AIM OF THE EXERCISE
Each line below from the one containing "configure(&state, 0, 5);" through the one containing "assert_eq!(snapshot.remaining_seconds, 0);" is to be given again exactly, and no line outside that span.

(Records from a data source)
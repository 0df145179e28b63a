//! Interrupt handling and graceful shutdown.

use futures::{Stream, StreamExt};
use log::{error, info, warn};
use tokio::task::JoinHandle;
use tokio_util::sync::CancellationToken;

/// Exit status after a forced second interrupt (128 + SIGINT).
const FORCED_EXIT_CODE: i32 = 130;

/// Spawns a task that cancels `cancel` on the first Ctrl-C and exits the
/// process on the second.
///
/// The task exits on its own once `done` is cancelled, so a completed run
/// does not leave a signal listener behind.
pub fn spawn_interrupt_listener(
    cancel: CancellationToken,
    done: CancellationToken,
) -> JoinHandle<()> {
    let interrupts = Box::pin(futures::stream::unfold((), |()| async {
        Some((tokio::signal::ctrl_c().await, ()))
    }));
    tokio::spawn(async move {
        if watch_interrupts(interrupts, cancel, done).await == ListenerExit::Forced {
            error!("Second interrupt received, exiting without waiting for in-flight batches");
            std::process::exit(FORCED_EXIT_CODE);
        }
    })
}

#[derive(Debug, PartialEq, Eq)]
enum ListenerExit {
    Finished,
    Forced,
}

async fn watch_interrupts<S>(
    mut interrupts: S,
    cancel: CancellationToken,
    done: CancellationToken,
) -> ListenerExit
where
    S: Stream<Item = std::io::Result<()>> + Unpin,
{
    let mut interrupted = false;
    loop {
        tokio::select! {
            biased;
            _ = done.cancelled() => return ListenerExit::Finished,
            next = interrupts.next() => match next {
                Some(Ok(())) if interrupted => return ListenerExit::Forced,
                Some(Ok(())) => {
                    warn!(
                        "Interrupt received, finishing in-flight batches before exiting \
                         (press Ctrl-C again to force)"
                    );
                    interrupted = true;
                    cancel.cancel();
                }
                Some(Err(e)) => {
                    warn!("Failed to listen for interrupt signal: {}", e);
                    done.cancelled().await;
                    return ListenerExit::Finished;
                }
                None => {
                    done.cancelled().await;
                    return ListenerExit::Finished;
                }
            },
        }
    }
}

/// Stops the background tasks of a finished run and waits for them.
pub async fn shutdown_gracefully(done: CancellationToken, tasks: Vec<JoinHandle<()>>) {
    done.cancel();
    for task in tasks {
        if let Err(e) = task.await {
            warn!("Background task ended abnormally: {}", e);
        }
    }
    info!("Background tasks stopped");
}
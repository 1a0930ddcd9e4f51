//! HTTP endpoint handlers
//!
//! Each intent endpoint maps directly onto one engine operation. Intents
//! that land in an inapplicable state (Set with a zero total, Start with
//! nothing remaining, Pause while not Running) are silent no-ops and still
//! answer 200 with the unchanged timer view; there are no error kinds.

use std::sync::Arc;
use axum::{
    extract::State,
    http::StatusCode,
    response::Json,
};
use serde::Deserialize;
use tracing::error;

use crate::state::{AppState, TimerSnapshot};
use super::responses::{DisplayResponse, HealthResponse, IntentResponse, StatusResponse};

/// Request body for the minute/second input endpoints.
///
/// A missing or null value clears the field back to unset, which is distinct
/// from an explicit 0.
#[derive(Debug, Deserialize)]
pub struct InputPayload {
    #[serde(default)]
    pub value: Option<i64>,
}

fn intent_response(
    action: &str,
    result: Result<TimerSnapshot, String>,
) -> Result<Json<IntentResponse>, StatusCode> {
    match result {
        Ok(snapshot) => Ok(Json(IntentResponse::new(action, snapshot))),
        Err(e) => {
            error!("Failed to apply '{}' intent: {}", action, e);
            Err(StatusCode::INTERNAL_SERVER_ERROR)
        }
    }
}

/// Handle POST /input/minutes - Update the raw minutes input field
pub async fn minutes_input_handler(
    State(state): State<Arc<AppState>>,
    Json(payload): Json<InputPayload>,
) -> Result<Json<IntentResponse>, StatusCode> {
    intent_response("set-minutes", state.set_minutes_input(payload.value))
}

/// Handle POST /input/seconds - Update the raw seconds input field
pub async fn seconds_input_handler(
    State(state): State<Arc<AppState>>,
    Json(payload): Json<InputPayload>,
) -> Result<Json<IntentResponse>, StatusCode> {
    intent_response("set-seconds", state.set_seconds_input(payload.value))
}

/// Handle POST /set - Commit the input fields as the configured duration
pub async fn set_handler(State(state): State<Arc<AppState>>) -> Result<Json<IntentResponse>, StatusCode> {
    intent_response("set", state.press_set())
}

/// Handle POST /start - Start or resume the countdown
pub async fn start_handler(State(state): State<Arc<AppState>>) -> Result<Json<IntentResponse>, StatusCode> {
    intent_response("start", state.press_start())
}

/// Handle POST /pause - Pause a running countdown
pub async fn pause_handler(State(state): State<Arc<AppState>>) -> Result<Json<IntentResponse>, StatusCode> {
    intent_response("pause", state.press_pause())
}

/// Handle POST /reset - Stop and recompute from the current input fields
pub async fn reset_handler(State(state): State<Arc<AppState>>) -> Result<Json<IntentResponse>, StatusCode> {
    intent_response("reset", state.press_reset())
}

/// Handle GET /display - The rendered outputs for the presentation layer
pub async fn display_handler(State(state): State<Arc<AppState>>) -> Result<Json<DisplayResponse>, StatusCode> {
    match state.snapshot() {
        Ok(snapshot) => Ok(Json(DisplayResponse::from_snapshot(snapshot))),
        Err(e) => {
            error!("Failed to read timer snapshot: {}", e);
            Err(StatusCode::INTERNAL_SERVER_ERROR)
        }
    }
}

/// Handle GET /status - Return the timer view plus server metadata
pub async fn status_handler(State(state): State<Arc<AppState>>) -> Result<Json<StatusResponse>, StatusCode> {
    let timer = match state.snapshot() {
        Ok(snapshot) => snapshot,
        Err(e) => {
            error!("Failed to read timer snapshot: {}", e);
            return Err(StatusCode::INTERNAL_SERVER_ERROR);
        }
    };

    let (last_action, last_action_time) = state.get_last_action();

    Ok(Json(StatusResponse {
        timer,
        uptime: state.get_uptime(),
        port: state.port,
        host: state.host.clone(),
        last_action,
        last_action_time,
    }))
}

/// Handle GET /health - Health check endpoint
pub async fn health_handler() -> Json<HealthResponse> {
    Json(HealthResponse::ok())
}
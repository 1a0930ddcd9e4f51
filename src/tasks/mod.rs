//! Background tasks module
//!
//! This module contains background tasks that run alongside the HTTP server.

pub mod tick;

// Re-export main functions
pub(crate) use tick::spawn_tick_task;
pub use tick::TICK_PERIOD;
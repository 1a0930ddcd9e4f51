//! State management module
//!
//! This module contains the countdown state machine and the shared
//! application state that drives it.

pub mod engine;
pub mod app_state;

// Re-export main types
pub use engine::{RunState, TickCommand, TimerEngine};
pub use app_state::{AppState, TimerSnapshot};
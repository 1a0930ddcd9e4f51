//! Main application state management

use std::{
    sync::{Arc, Mutex, Weak},
    time::Instant,
};
use chrono::{DateTime, Utc};
use serde::{Deserialize, Serialize};
use tokio::sync::watch;
use tokio::task::JoinHandle;
use tracing::{debug, info, warn};

use crate::tasks::spawn_tick_task;
use super::engine::{RunState, TickCommand, TimerEngine};

/// Rendered view of the timer, published to watchers and returned to clients
#[derive(Debug, Clone, Serialize, Deserialize)]
pub struct TimerSnapshot {
    pub display: String,
    pub start_label: String,
    pub run_state: RunState,
    pub remaining_seconds: u64,
    pub configured_seconds: u64,
}

impl TimerSnapshot {
    fn of(engine: &TimerEngine) -> Self {
        Self {
            display: engine.format_display(),
            start_label: engine.start_label().to_string(),
            run_state: engine.run_state(),
            remaining_seconds: engine.remaining_seconds(),
            configured_seconds: engine.configured_seconds(),
        }
    }
}

/// Main application state: the timer engine, the tick subscription, and
/// server metadata
#[derive(Debug)]
pub struct AppState {
    /// The countdown state machine
    engine: Mutex<TimerEngine>,
    /// Handle of the active tick task; at most one may be alive
    tick_task: Mutex<Option<JoinHandle<()>>>,
    /// Channel broadcasting snapshot updates
    pub snapshot_tx: watch::Sender<TimerSnapshot>,
    /// Keep the receiver alive to prevent channel closure
    _snapshot_rx: watch::Receiver<TimerSnapshot>,
    /// Server metadata
    pub start_time: Instant,
    pub port: u16,
    pub host: String,
    /// Last action tracking
    last_action: Mutex<Option<String>>,
    last_action_time: Mutex<Option<DateTime<Utc>>>,
    /// Self-reference handed to spawned tick tasks
    weak_self: Weak<AppState>,
}

impl AppState {
    /// Create a new AppState with a fresh, unconfigured timer
    pub fn new(port: u16, host: String) -> Arc<Self> {
        let (snapshot_tx, snapshot_rx) = watch::channel(TimerSnapshot::of(&TimerEngine::new()));

        Arc::new_cyclic(|weak_self| Self {
            engine: Mutex::new(TimerEngine::new()),
            tick_task: Mutex::new(None),
            snapshot_tx,
            _snapshot_rx: snapshot_rx,
            start_time: Instant::now(),
            port,
            host,
            last_action: Mutex::new(None),
            last_action_time: Mutex::new(None),
            weak_self: weak_self.clone(),
        })
    }

    /// Apply an intent to the engine and carry out the scheduling effect it
    /// requests
    fn apply_intent<F>(&self, action: &str, apply: F) -> Result<TimerSnapshot, String>
    where
        F: FnOnce(&mut TimerEngine) -> TickCommand,
    {
        let (command, snapshot) = {
            let mut engine = self.engine.lock()
                .map_err(|e| format!("Failed to lock timer engine: {}", e))?;

            let command = apply(&mut engine);
            (command, TimerSnapshot::of(&engine))
        };

        match command {
            TickCommand::Subscribe => self.subscribe_tick(),
            TickCommand::Cancel => self.cancel_tick(),
            TickCommand::Keep => {}
        }

        info!("Applied intent '{}': {:?}, {} remaining",
              action, snapshot.run_state, snapshot.display);
        self.record_action(action);
        self.publish(snapshot.clone());

        Ok(snapshot)
    }

    /// Update the raw minutes input field
    pub fn set_minutes_input(&self, value: Option<i64>) -> Result<TimerSnapshot, String> {
        self.apply_intent("set-minutes", |engine| {
            engine.set_minutes(value);
            TickCommand::Keep
        })
    }

    /// Update the raw seconds input field
    pub fn set_seconds_input(&self, value: Option<i64>) -> Result<TimerSnapshot, String> {
        self.apply_intent("set-seconds", |engine| {
            engine.set_seconds(value);
            TickCommand::Keep
        })
    }

    /// Commit the input fields as the configured duration
    pub fn press_set(&self) -> Result<TimerSnapshot, String> {
        self.apply_intent("set", |engine| engine.set_duration())
    }

    /// Start or resume the countdown
    pub fn press_start(&self) -> Result<TimerSnapshot, String> {
        self.apply_intent("start", |engine| engine.start())
    }

    /// Pause a running countdown
    pub fn press_pause(&self) -> Result<TimerSnapshot, String> {
        self.apply_intent("pause", |engine| engine.pause())
    }

    /// Stop the countdown and recompute from the current input fields
    pub fn press_reset(&self) -> Result<TimerSnapshot, String> {
        self.apply_intent("reset", |engine| engine.reset())
    }

    /// Apply one elapsed second; called by the tick task.
    ///
    /// Returns false once the countdown has finished and the task should
    /// exit.
    pub fn handle_tick(&self) -> bool {
        let (command, snapshot) = match self.engine.lock() {
            Ok(mut engine) => {
                let command = engine.on_tick();
                (command, TimerSnapshot::of(&engine))
            }
            Err(e) => {
                warn!("Failed to lock timer engine on tick: {}", e);
                return false;
            }
        };

        debug!("Tick: {} remaining", snapshot.display);
        self.publish(snapshot);

        if command == TickCommand::Cancel {
            info!("Countdown reached zero");
            return false;
        }
        true
    }

    /// Single entry point for establishing the tick subscription.
    ///
    /// Any pre-existing task is aborted before the new one is spawned, so
    /// two tick streams can never run concurrently.
    fn subscribe_tick(&self) {
        let Some(state) = self.weak_self.upgrade() else {
            return;
        };
        match self.tick_task.lock() {
            Ok(mut slot) => {
                if let Some(previous) = slot.take() {
                    previous.abort();
                }
                *slot = Some(spawn_tick_task(state));
            }
            Err(e) => warn!("Failed to lock tick task handle: {}", e),
        }
    }

    /// Cancel the active tick subscription, if any
    fn cancel_tick(&self) {
        match self.tick_task.lock() {
            Ok(mut slot) => {
                if let Some(handle) = slot.take() {
                    handle.abort();
                    debug!("Tick subscription cancelled");
                }
            }
            Err(e) => warn!("Failed to lock tick task handle: {}", e),
        }
    }

    /// Whether a tick task is currently alive
    pub fn has_active_tick(&self) -> bool {
        self.tick_task.lock()
            .map(|slot| slot.as_ref().is_some_and(|handle| !handle.is_finished()))
            .unwrap_or(false)
    }

    /// Get the current rendered view of the timer
    pub fn snapshot(&self) -> Result<TimerSnapshot, String> {
        self.engine.lock()
            .map(|engine| TimerSnapshot::of(&engine))
            .map_err(|e| format!("Failed to lock timer engine: {}", e))
    }

    fn publish(&self, snapshot: TimerSnapshot) {
        if let Err(e) = self.snapshot_tx.send(snapshot) {
            warn!("Failed to send snapshot update: {}", e);
        }
    }

    fn record_action(&self, action: &str) {
        if let Ok(mut last_action) = self.last_action.lock() {
            *last_action = Some(action.to_string());
        }
        if let Ok(mut last_time) = self.last_action_time.lock() {
            *last_time = Some(Utc::now());
        }
    }

    /// Get last action information
    pub fn get_last_action(&self) -> (Option<String>, Option<DateTime<Utc>>) {
        let last_action = self.last_action.lock().ok().and_then(|a| a.clone());
        let last_action_time = self.last_action_time.lock().ok().and_then(|t| *t);
        (last_action, last_action_time)
    }

    /// Calculate server uptime as a formatted string
    pub fn get_uptime(&self) -> String {
        let duration = self.start_time.elapsed();
        let hours = duration.as_secs() / 3600;
        let minutes = (duration.as_secs() % 3600) / 60;
        let seconds = duration.as_secs() % 60;

        if hours > 0 {
            format!("{}h {}m {}s", hours, minutes, seconds)
        } else if minutes > 0 {
            format!("{}m {}s", minutes, seconds)
        } else {
            format!("{}s", seconds)
        }
    }
}

#[cfg(test)]
mod tests {
    use super::*;
    use std::time::Duration;

    fn state() -> Arc<AppState> {
        AppState::new(0, "127.0.0.1".to_string())
    }

    fn configure(state: &Arc<AppState>, minutes: i64, seconds: i64) {
        state.set_minutes_input(Some(minutes)).unwrap();
        state.set_seconds_input(Some(seconds)).unwrap();
        state.press_set().unwrap();
    }

    /// Yield so the tick task can run up to its next await point
    async fn let_tick_task_run() {
        for _ in 0..10 {
            tokio::task::yield_now().await;
        }
    }

    async fn advance_one_second() {
        tokio::time::advance(Duration::from_secs(1)).await;
        let_tick_task_run().await;
    }

    #[tokio::test(start_paused = true)]
    async fn countdown_runs_to_zero_and_stops() {
        let state = state();
        configure(&state, 0, 5);

        let snapshot = state.press_start().unwrap();
        assert_eq!(snapshot.run_state, RunState::Running);
        assert!(state.has_active_tick());
        let_tick_task_run().await;

        for expected in (0..5).rev() {
            advance_one_second().await;
            assert_eq!(state.snapshot().unwrap().remaining_seconds, expected);
        }

        let snapshot = state.snapshot().unwrap();
        assert_eq!(snapshot.display, "00:00");
        assert_eq!(snapshot.run_state, RunState::Idle);

        // Clamped at zero: more elapsed time changes nothing
        advance_one_second().await;
        assert_eq!(state.snapshot().unwrap().remaining_seconds, 0);
        assert!(!state.has_active_tick());

        // Start with nothing remaining stays a no-op
        let snapshot = state.press_start().unwrap();
        assert_eq!(snapshot.run_state, RunState::Idle);
        assert!(!state.has_active_tick());
    }

    #[tokio::test(start_paused = true)]
    async fn start_without_configuration_is_a_no_op() {
        let state = state();
        let snapshot = state.press_start().unwrap();
        assert_eq!(snapshot.run_state, RunState::Idle);
        assert_eq!(snapshot.remaining_seconds, 0);
        assert!(!state.has_active_tick());
    }

    #[tokio::test(start_paused = true)]
    async fn pause_holds_the_remaining_value_and_resume_continues() {
        let state = state();
        configure(&state, 0, 10);

        state.press_start().unwrap();
        let_tick_task_run().await;
        for _ in 0..3 {
            advance_one_second().await;
        }
        assert_eq!(state.snapshot().unwrap().remaining_seconds, 7);

        let snapshot = state.press_pause().unwrap();
        assert_eq!(snapshot.run_state, RunState::Paused);
        assert_eq!(snapshot.start_label, "Resume");
        assert!(!state.has_active_tick());

        // Time passing while paused does not decrement
        advance_one_second().await;
        advance_one_second().await;
        assert_eq!(state.snapshot().unwrap().remaining_seconds, 7);

        // Resume continues from the paused value, not the configured one
        let snapshot = state.press_start().unwrap();
        assert_eq!(snapshot.run_state, RunState::Running);
        assert_eq!(snapshot.start_label, "Start");
        let_tick_task_run().await;
        advance_one_second().await;
        assert_eq!(state.snapshot().unwrap().remaining_seconds, 6);
    }

    #[tokio::test(start_paused = true)]
    async fn repeated_start_keeps_a_single_tick_stream() {
        let state = state();
        configure(&state, 0, 10);

        // Redundant presses leave the live subscription alone; were
        // duplicates alive, one elapsed second would decrement more than once
        state.press_start().unwrap();
        state.press_start().unwrap();
        state.press_start().unwrap();
        let_tick_task_run().await;

        advance_one_second().await;
        assert_eq!(state.snapshot().unwrap().remaining_seconds, 9);
    }

    #[tokio::test(start_paused = true)]
    async fn redundant_start_does_not_reset_the_tick_phase() {
        let state = state();
        configure(&state, 0, 10);

        state.press_start().unwrap();
        let_tick_task_run().await;

        // Half a second into the first tick, press Start again; a replaced
        // subscription would push the next tick a full second out
        tokio::time::advance(Duration::from_millis(500)).await;
        let_tick_task_run().await;
        let snapshot = state.press_start().unwrap();
        assert_eq!(snapshot.run_state, RunState::Running);
        let_tick_task_run().await;

        tokio::time::advance(Duration::from_millis(500)).await;
        let_tick_task_run().await;
        assert_eq!(state.snapshot().unwrap().remaining_seconds, 9);
    }

    #[tokio::test(start_paused = true)]
    async fn reset_picks_up_edited_inputs_and_cancels_ticking() {
        let state = state();
        configure(&state, 1, 0);

        state.press_start().unwrap();
        let_tick_task_run().await;
        advance_one_second().await;
        assert_eq!(state.snapshot().unwrap().remaining_seconds, 59);

        // Edit the inputs without pressing Set
        state.set_minutes_input(Some(0)).unwrap();
        state.set_seconds_input(Some(42)).unwrap();

        let snapshot = state.press_reset().unwrap();
        assert_eq!(snapshot.remaining_seconds, 42);
        assert_eq!(snapshot.run_state, RunState::Idle);
        assert!(!state.has_active_tick());

        advance_one_second().await;
        assert_eq!(state.snapshot().unwrap().remaining_seconds, 42);
    }

    #[tokio::test(start_paused = true)]
    async fn set_while_running_recommits_and_stops_ticking() {
        let state = state();
        configure(&state, 0, 30);

        state.press_start().unwrap();
        let_tick_task_run().await;
        advance_one_second().await;

        state.set_seconds_input(Some(15)).unwrap();
        let snapshot = state.press_set().unwrap();
        assert_eq!(snapshot.remaining_seconds, 15);
        assert_eq!(snapshot.run_state, RunState::Idle);
        assert!(!state.has_active_tick());
    }

    #[tokio::test(start_paused = true)]
    async fn zero_set_leaves_a_running_countdown_alone() {
        let state = state();
        configure(&state, 0, 30);
        state.press_start().unwrap();
        let_tick_task_run().await;

        state.set_minutes_input(None).unwrap();
        state.set_seconds_input(Some(0)).unwrap();

        let snapshot = state.press_set().unwrap();
        assert_eq!(snapshot.remaining_seconds, 30);
        assert_eq!(snapshot.run_state, RunState::Running);
        assert!(state.has_active_tick());

        advance_one_second().await;
        assert_eq!(state.snapshot().unwrap().remaining_seconds, 29);
    }
}
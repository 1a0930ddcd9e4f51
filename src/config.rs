//! Configuration and CLI argument handling

use clap::Parser;

/// CLI argument parsing structure
#[derive(Parser)]
#[command(name = "countdown")]
#[command(about = "A state-managed HTTP server for a minutes/seconds countdown timer")]
#[command(version)]
pub struct Config {
    /// Port to bind the server to
    #[arg(short, long, default_value = "20554")]
    pub port: u16,

    /// Host address to bind to
    #[arg(long, default_value = "0.0.0.0")]
    pub host: String,

    /// Pre-fill the minutes input field at startup
    #[arg(short, long)]
    pub minutes: Option<i64>,

    /// Pre-fill the seconds input field at startup
    #[arg(short, long)]
    pub seconds: Option<i64>,

    /// Enable verbose logging
    #[arg(short, long)]
    pub verbose: bool,
}

impl Config {
    /// Parse configuration from command line arguments
    pub fn parse() -> Self {
        Parser::parse()
    }

    /// Get the server address as a formatted string
    pub fn address(&self) -> String {
        format!("{}:{}", self.host, self.port)
    }

    /// Get the appropriate log level based on verbose flag
    pub fn log_level(&self) -> &'static str {
        if self.verbose { "debug" } else { "info" }
    }

    /// Whether an initial duration was supplied on the command line
    pub fn has_initial_duration(&self) -> bool {
        self.minutes.is_some() || self.seconds.is_some()
    }
}
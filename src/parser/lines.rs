use std::sync::LazyLock;

use regex::Regex;

use crate::model::{Role, Utterance};

pub const QUOTE_DASH: char = '—';
pub const HOST_KEYWORD: &str = "host";

static IMAGE_LINK_RE: LazyLock<Regex> =
    LazyLock::new(|| Regex::new(r"(?i)^!\[\]\((.+\.(?:png|jpe?g|webp|gif))\)$").unwrap());
static IMAGE_KV_RE: LazyLock<Regex> =
    LazyLock::new(|| Regex::new(r"(?i)^image:\s*(.+\.(?:png|jpe?g|webp|gif))$").unwrap());
static SPEAKER_RE: LazyLock<Regex> = LazyLock::new(|| Regex::new(r"^([^:]{1,60}):\s*(.*)$").unwrap());

/// Image path from `![](path.ext)` or `image: path.ext`, if the line is one.
pub fn detect_image(line: &str) -> Option<String> {
    IMAGE_LINK_RE
        .captures(line)
        .or_else(|| IMAGE_KV_RE.captures(line))
        .map(|caps| caps[1].trim().to_string())
        .filter(|path| !path.is_empty())
}

/// Classify one trimmed body line as a dialogue utterance.
///
/// `turns` counts the utterances already emitted in the current segment and
/// drives the role of anonymous lines: even → primary, odd → counterpart.
/// It is advanced for every utterance returned. Lines that are empty once the
/// dash is stripped yield `None` and leave the counter alone.
pub fn classify(line: &str, turns: &mut usize) -> Option<Utterance> {
    let stripped = strip_dash(line.trim());

    let (speaker_name, text) = match split_speaker(stripped) {
        Some((name, text)) => (Some(name.to_string()), text),
        None => (None, stripped),
    };
    if text.is_empty() {
        return None;
    }

    let role = next_role(speaker_name.as_deref(), turns);

    Some(Utterance {
        speaker_name,
        text: text.to_string(),
        role,
    })
}

/// Role for the next utterance of a segment. A host keyword in the name
/// wins; anonymous lines alternate on `turns`, which is then advanced.
pub fn next_role(speaker_name: Option<&str>, turns: &mut usize) -> Role {
    let role = match speaker_name {
        Some(name) => role_for_name(name),
        None if *turns % 2 == 0 => Role::Primary,
        None => Role::Counterpart,
    };
    *turns += 1;
    role
}

/// Named speakers are primary when their name mentions the host keyword.
pub fn role_for_name(name: &str) -> Role {
    if name.to_lowercase().contains(HOST_KEYWORD) {
        Role::Primary
    } else {
        Role::Counterpart
    }
}

fn strip_dash(line: &str) -> &str {
    match line.strip_prefix(QUOTE_DASH) {
        Some(rest) => rest.trim_start(),
        None => line,
    }
}

/// `Name: text` split; the name must survive trimming.
fn split_speaker(line: &str) -> Option<(&str, &str)> {
    let caps = SPEAKER_RE.captures(line)?;
    let name = caps.get(1)?.as_str().trim();
    if name.is_empty() {
        return None;
    }
    Some((name, caps.get(2)?.as_str().trim()))
}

THE ANSWER
        configure(&state, 0, 5);

        let snapshot = state.press_start().unwrap();
        assert_eq!(snapshot.run_state, RunState::Running);
        assert!(state.has_active_tick());
        let_tick_task_run().await;

        for expected in (0..5).rev() {
            advance_one_second().await;
            assert_eq!(state.snapshot().unwrap().remaining_seconds, expected);
        }

        let snapshot = state.snapshot().unwrap();
        assert_eq!(snapshot.display, "00:00");
        assert_eq!(snapshot.run_state, RunState::Idle);

        // Clamped at zero: more elapsed time changes nothing
        advance_one_second().await;
        assert_eq!(state.snapshot().unwrap().remaining_seconds, 0);
        assert!(!state.has_active_tick());

        // Start with nothing remaining stays a no-op
        let snapshot = state.press_start().unwrap();
        assert_eq!(snapshot.run_state, RunState::Idle);
        assert!(!state.has_active_tick());
    }

    #[tokio::test(start_paused = true)]
    async fn start_without_configuration_is_a_no_op() {
        let state = state();
        let snapshot = state.press_start().unwrap();
        assert_eq!(snapshot.run_state, RunState::Idle);
        assert_eq!(snapshot.remaining_seconds, 0);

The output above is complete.